Her mince with pasta (not spag bol - that would suggest more ingredients) was legendary – 500g of frozen hamburger-grade mince dropped into a pot set on super high, one tin of tomatoes and - if you were lucky - one small onion. (No garlic, capsicum, mushrooms, celery, spices or everything else that contribute a modicum of flavour.)
After five minutes, the frozen block was attacked vigorously with a wooden spoon to break it into smaller chunks and the pasta was tossed into the single pot.
Result: dry and soggy pasta floating in watery red sauce of burnt and raw meat chunks with - if you were lucky - small onion pieces.

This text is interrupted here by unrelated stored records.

// src/config.rs

use std::fs::File;
use std::io::BufReader;
use std::path::Path;

use serde::{Deserialize, Serialize};

use crate::error::EditorError;

/// Tunables shared by both surfaces. Loaded from `wavedit.json` when present,
/// otherwise defaults apply.
#[derive(Debug, Clone, Serialize, Deserialize)]
#[serde(default)]
pub struct EditorConfig {
    /// UI tick in milliseconds. While playing, each tick pulls the driver
    /// position into the displayed state (polling, not push).
    pub ui_tick_ms: u64,
    /// Base column count of the terminal waveform view (buckets = columns * zoom).
    pub waveform_columns: usize,
    /// Block size (frames) for the offline export render loop.
    pub export_block_frames: usize,
}

impl Default for EditorConfig {
    fn default() -> Self {
        Self {
            ui_tick_ms: 16,
            waveform_columns: 120,
            export_block_frames: 1024,
        }
    }
}

impl EditorConfig {
    pub fn load_from_disk(path: &str) -> Result<Self, EditorError> {
        let file = File::open(path).map_err(|e| EditorError::Manifest(e.to_string()))?;
        let reader = BufReader::new(file);
        serde_json::from_reader(reader).map_err(|e| EditorError::Manifest(e.to_string()))
    }

    /// Missing file is fine (defaults); a present-but-broken file is an error
    /// so a typo in the config doesn't silently vanish.
    pub fn load_or_default(path: &str) -> Result<Self, EditorError> {
        if Path::new(path).exists() {
            Self::load_from_disk(path)
        } else {
            Ok(Self::default())
        }
    }
}

#[cfg(test)]
mod tests {
    use super::*;
    use std::io::Write;

    #[test]
    fn missing_file_yields_defaults() {
        let cfg = EditorConfig::load_or_default("definitely/not/here.json").unwrap();
        assert_eq!(cfg.ui_tick_ms, 16);
        assert_eq!(cfg.waveform_columns, 120);
    }

    #[test]
    fn partial_file_fills_in_defaults() {
        let dir = tempfile::tempdir().unwrap();
        let path = dir.path().join("wavedit.json");
        let mut f = File::create(&path).unwrap();
        write!(f, "{{ \"ui_tick_ms\": 33 }}").unwrap();

        let cfg = EditorConfig::load_from_disk(path.to_str().unwrap()).unwrap();
        assert_eq!(cfg.ui_tick_ms, 33);
        assert_eq!(cfg.export_block_frames, 1024);
    }

    #[test]
    fn broken_file_is_an_error() {
        let dir = tempfile::tempdir().unwrap();
        let path = dir.path().join("wavedit.json");
        let mut f = File::create(&path).unwrap();
        write!(f, "not json").unwrap();

        assert!(EditorConfig::load_or_default(path.to_str().unwrap()).is_err());
    }
}
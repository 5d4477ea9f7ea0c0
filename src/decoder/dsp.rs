// src/decoder/dsp.rs

pub fn append_interleaved_to_planar(
    interleaved: &[f32],
    planar: &mut [Vec<f32>],
    channels: usize,
) {
    let frames = interleaved.len() / channels;
    for f in 0..frames {
        let row = &interleaved[f * channels..(f + 1) * channels];
        for ch in 0..channels {
            planar[ch].push(row[ch]);
        }
    }
}

pub fn planar_len(planar: &[Vec<f32>]) -> usize {
    planar.iter().map(|v| v.len()).min().unwrap_or(0)
}

pub fn take_from_planar(planar: &mut [Vec<f32>], frames: usize) -> Vec<Vec<f32>> {
    let channels = planar.len();
    let mut out = Vec::with_capacity(channels);
    for ch in 0..channels {
        let n = frames.min(planar[ch].len());
        let tail = planar[ch].split_off(n);
        let head = std::mem::replace(&mut planar[ch], tail);
        out.push(head);
    }
    out
}

pub fn interleave(planar: &mut [Vec<f32>]) -> Vec<f32> {
    let channels = planar.len();
    if channels == 0 {
        return Vec::new();
    }
    let frames = planar[0].len();
    let mut out = vec![0.0f32; frames * channels];
    for f in 0..frames {
        for ch in 0..channels {
            out[f * channels + ch] = planar[ch][f];
        }
    }
    out
}

pub fn updown_mix_interleaved(input: &[f32], in_ch: usize, out_ch: usize) -> Vec<f32> {
    if in_ch == out_ch {
        return input.to_vec();
    }
    let frames = input.len() / in_ch;
    let mut out = vec![0.0f32; frames * out_ch];

    match (in_ch, out_ch) {
        (1, 2) => {
            for f in 0..frames {
                let m = input[f];
                out[f * 2] = m;
                out[f * 2 + 1] = m;
            }
        }
        (2, 1) => {
            for f in 0..frames {
                let l = input[f * 2];
                let r = input[f * 2 + 1];
                out[f] = 0.5 * (l + r);
            }
        }
        _ if out_ch < in_ch => {
            let factor = in_ch as f32 / out_ch as f32;
            for f in 0..frames {
                for oc in 0..out_ch {
                    let start = (oc as f32 * factor).floor() as usize;
                    let end = (((oc + 1) as f32 * factor).ceil() as usize).min(in_ch);
                    let mut acc = 0.0f32;
                    let mut n = 0usize;
                    for ic in start..end {
                        acc += input[f * in_ch + ic];
                        n += 1;
                    }
                    out[f * out_ch + oc] = if n > 0 { acc / n as f32 } else { 0.0 };
                }
            }
        }
        _ => {
            for f in 0..frames {
                for oc in 0..out_ch {
                    let ic = oc % in_ch;
                    out[f * out_ch + oc] = input[f * in_ch + ic];
                }
            }
        }
    }

    out
}

#[cfg(test)]
mod tests {
    use super::*;

    #[test]
    fn mono_up_mixes_to_dual_mono() {
        let out = updown_mix_interleaved(&[0.5, -0.25], 1, 2);
        assert_eq!(out, vec![0.5, 0.5, -0.25, -0.25]);
    }

    #[test]
    fn stereo_down_mixes_to_average() {
        let out = updown_mix_interleaved(&[1.0, 0.0, -1.0, -1.0], 2, 1);
        assert_eq!(out, vec![0.5, -1.0]);
    }

    #[test]
    fn interleave_round_trips_planar() {
        let mut planar = vec![Vec::new(), Vec::new()];
        append_interleaved_to_planar(&[1.0, 2.0, 3.0, 4.0], &mut planar, 2);
        assert_eq!(planar_len(&planar), 2);
        let mut taken = take_from_planar(&mut planar, 2);
        assert_eq!(interleave(&mut taken), vec![1.0, 2.0, 3.0, 4.0]);
        assert_eq!(planar_len(&planar), 0);
    }
}
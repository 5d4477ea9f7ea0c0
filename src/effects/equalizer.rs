// src/effects/equalizer.rs

use biquad::*;

use crate::effects::EqSettings;

struct EqBand {
    coeffs: Coefficients<f32>,
    filters: Vec<DirectForm2Transposed<f32>>,
    kind: BandKind,
    freq: f32,
    q: f32,
    gain_db: f32,
    sr: u32,
}

#[derive(Clone, Copy, PartialEq)]
enum BandKind {
    LowShelf,
    Peaking,
    HighShelf,
}

impl EqBand {
    fn new(sr: u32, channels: usize, kind: BandKind, freq: f32, q: f32) -> Self {
        let coeffs = Coefficients::<f32>::from_params(
            Type::PeakingEQ(0.0.into()),
            sr.hz(),
            1000.0.hz(),
            0.707.into(),
        )
        .unwrap();

        let mut filters = Vec::with_capacity(channels);
        for _ in 0..channels {
            filters.push(DirectForm2Transposed::<f32>::new(coeffs));
        }

        let mut band = Self {
            coeffs,
            filters,
            kind,
            freq,
            q,
            gain_db: 0.0,
            sr,
        };
        band.update_coefficients(true);
        band
    }

    fn set_gain(&mut self, gain_db: f32) {
        if (self.gain_db - gain_db).abs() < f32::EPSILON {
            return;
        }
        self.gain_db = gain_db;
        self.update_coefficients(false);
    }

    fn update_coefficients(&mut self, reset_state: bool) {
        // Freq must stay below Nyquist, Q above zero.
        let safe_freq = self.freq.clamp(20.0, (self.sr as f32 / 2.0) - 1.0);
        let safe_q = self.q.max(0.1);

        let biquad_type = match self.kind {
            BandKind::LowShelf => Type::LowShelf(self.gain_db.into()),
            BandKind::Peaking => Type::PeakingEQ(self.gain_db.into()),
            BandKind::HighShelf => Type::HighShelf(self.gain_db.into()),
        };

        if let Ok(new_coeffs) = Coefficients::<f32>::from_params(
            biquad_type,
            self.sr.hz(),
            safe_freq.hz(),
            safe_q.into(),
        ) {
            self.coeffs = new_coeffs;
            for filter in &mut self.filters {
                if reset_state {
                    filter.reset_state();
                }
                filter.update_coefficients(self.coeffs);
            }
        } else {
            log::warn!("failed to calculate EQ coefficients for freq {safe_freq}");
        }
    }

    fn reset_state(&mut self) {
        for filter in &mut self.filters {
            filter.reset_state();
        }
    }

    #[inline]
    fn process(&mut self, sample: f32, channel_idx: usize) -> f32 {
        if let Some(filter) = self.filters.get_mut(channel_idx) {
            let out = filter.run(sample);
            // Denormal protection
            if out.abs() < 1e-20 {
                return 0.0;
            }
            return out;
        }
        sample
    }
}

/// Three-band tone control: low shelf at 400 Hz, peaking mid at 1 kHz, high
/// shelf at 2.5 kHz. Only the band gains are user-facing.
pub struct ThreeBandEq {
    bands: [EqBand; 3],
}

impl ThreeBandEq {
    pub fn new(sr: u32, channels: usize) -> Self {
        Self {
            bands: [
                EqBand::new(sr, channels, BandKind::LowShelf, 400.0, 0.707),
                EqBand::new(sr, channels, BandKind::Peaking, 1000.0, 1.0),
                EqBand::new(sr, channels, BandKind::HighShelf, 2500.0, 0.707),
            ],
        }
    }

    pub fn apply(&mut self, settings: &EqSettings) {
        self.bands[0].set_gain(settings.low_db);
        self.bands[1].set_gain(settings.mid_db);
        self.bands[2].set_gain(settings.high_db);
    }

    /// Drop accumulated filter state (on seek/source change) without touching
    /// the configured gains.
    pub fn reset_state(&mut self) {
        for band in &mut self.bands {
            band.reset_state();
        }
    }

    // Zero-allocation in-place processing
    pub fn process_buffer(&mut self, buffer: &mut [f32], channels: usize) {
        for frame in buffer.chunks_mut(channels) {
            for (ch, sample) in frame.iter_mut().enumerate() {
                let mut s = *sample;
                for band in &mut self.bands {
                    s = band.process(s, ch);
                }
                *sample = s;
            }
        }
    }
}
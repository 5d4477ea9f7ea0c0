// src/waveform/mod.rs

use crate::decoder::AudioSource;

/// Peak-envelope downsampling for display: partition the frames into
/// `buckets` equal-width slices and keep the maximum absolute amplitude per
/// slice, across all channels. One-way, lossy, deterministic.
pub fn peak_envelope(samples: &[f32], channels: usize, buckets: usize) -> Vec<f32> {
    if buckets == 0 || channels == 0 {
        return Vec::new();
    }
    let frames = samples.len() / channels;
    if frames == 0 {
        return vec![0.0; buckets];
    }

    let mut peaks = Vec::with_capacity(buckets);
    for b in 0..buckets {
        let start = b * frames / buckets;
        let end = ((b + 1) * frames / buckets).max(start + 1).min(frames);
        let mut peak = 0.0f32;
        for frame in start..end {
            for ch in 0..channels {
                let s = samples[frame * channels + ch].abs();
                if s > peak {
                    peak = s;
                }
            }
        }
        peaks.push(peak);
    }
    peaks
}

/// A summarized view of one source at one zoom level.
pub struct Waveform {
    pub peaks: Vec<f32>,
    pub duration_secs: f64,
}

impl Waveform {
    /// Bucket count is the visual width scaled by zoom; zoom affects the
    /// summary resolution only, never the audio.
    pub fn build(source: &AudioSource, columns: usize, zoom: f32) -> Self {
        let buckets = ((columns as f32) * zoom.max(1.0)).round() as usize;
        Self {
            peaks: peak_envelope(&source.samples, source.channels, buckets),
            duration_secs: source.duration_secs(),
        }
    }

    pub fn len(&self) -> usize {
        self.peaks.len()
    }

    pub fn is_empty(&self) -> bool {
        self.peaks.is_empty()
    }
}

#[cfg(test)]
mod tests {
    use super::*;

    #[test]
    fn hundred_samples_into_ten_buckets_takes_slice_peaks() {
        // Bucket i covers samples [10i, 10i+10); plant a known peak in each.
        let mut samples = vec![0.0f32; 100];
        for b in 0..10 {
            samples[b * 10 + 3] = -((b + 1) as f32) * 0.05;
        }
        let peaks = peak_envelope(&samples, 1, 10);
        assert_eq!(peaks.len(), 10);
        for (b, peak) in peaks.iter().enumerate() {
            let want = (b + 1) as f32 * 0.05;
            assert!((peak - want).abs() < 1e-6, "bucket {b}: {peak} != {want}");
        }
    }

    #[test]
    fn same_input_same_buckets_same_output() {
        let samples: Vec<f32> = (0..1000).map(|i| ((i * 37) % 100) as f32 / 100.0).collect();
        let a = peak_envelope(&samples, 2, 64);
        let b = peak_envelope(&samples, 2, 64);
        assert_eq!(a, b);
    }

    #[test]
    fn stereo_takes_the_louder_channel() {
        let samples = vec![0.1f32, -0.9, 0.2, 0.0];
        let peaks = peak_envelope(&samples, 2, 1);
        assert_eq!(peaks, vec![0.9]);
    }

    #[test]
    fn zoom_scales_the_bucket_count() {
        let source = AudioSource::new(vec![0.5f32; 48_000], 48_000, 1);
        let wf = Waveform::build(&source, 100, 4.0);
        assert_eq!(wf.len(), 400);
        assert!((wf.duration_secs - 1.0).abs() < 1e-9);
    }

    #[test]
    fn empty_input_yields_silent_buckets() {
        let peaks = peak_envelope(&[], 2, 8);
        assert_eq!(peaks, vec![0.0; 8]);
    }
}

In addition to this culinary genius was the dog - a poor, sweet-natured thing that had the upper half and desires of a cattle dog and the legs of a sausage dog. It dearly wanted to run and herd sheep but flip arse over tit as it tried to negotiate corners.
I took pity on the dog and once asked the butcher for some bones to supplement its diet of dried biscuits and pate-like dog food. The butcher had something he called “meaty bites” – cubes of off-cut fat with streaks of meat.
I bought a bag of this perfect doggy treat and placed in the fridge.
One night I came home and she had prepared the “meaty bites” in her faux spag bol style.
It was a grayish-red glue.
“Have you eaten?” she asked me as hubby tucked into a bowl.
“Errr … yes. I had some FOOD earlier,” I emphasized as I excused myself into my bedroom.
As I left the room, hubby had finished his bowl: “This is lovely, darling. Can I have some more?”
I barely made it into my room before doubling over in schadenfreudic laughter.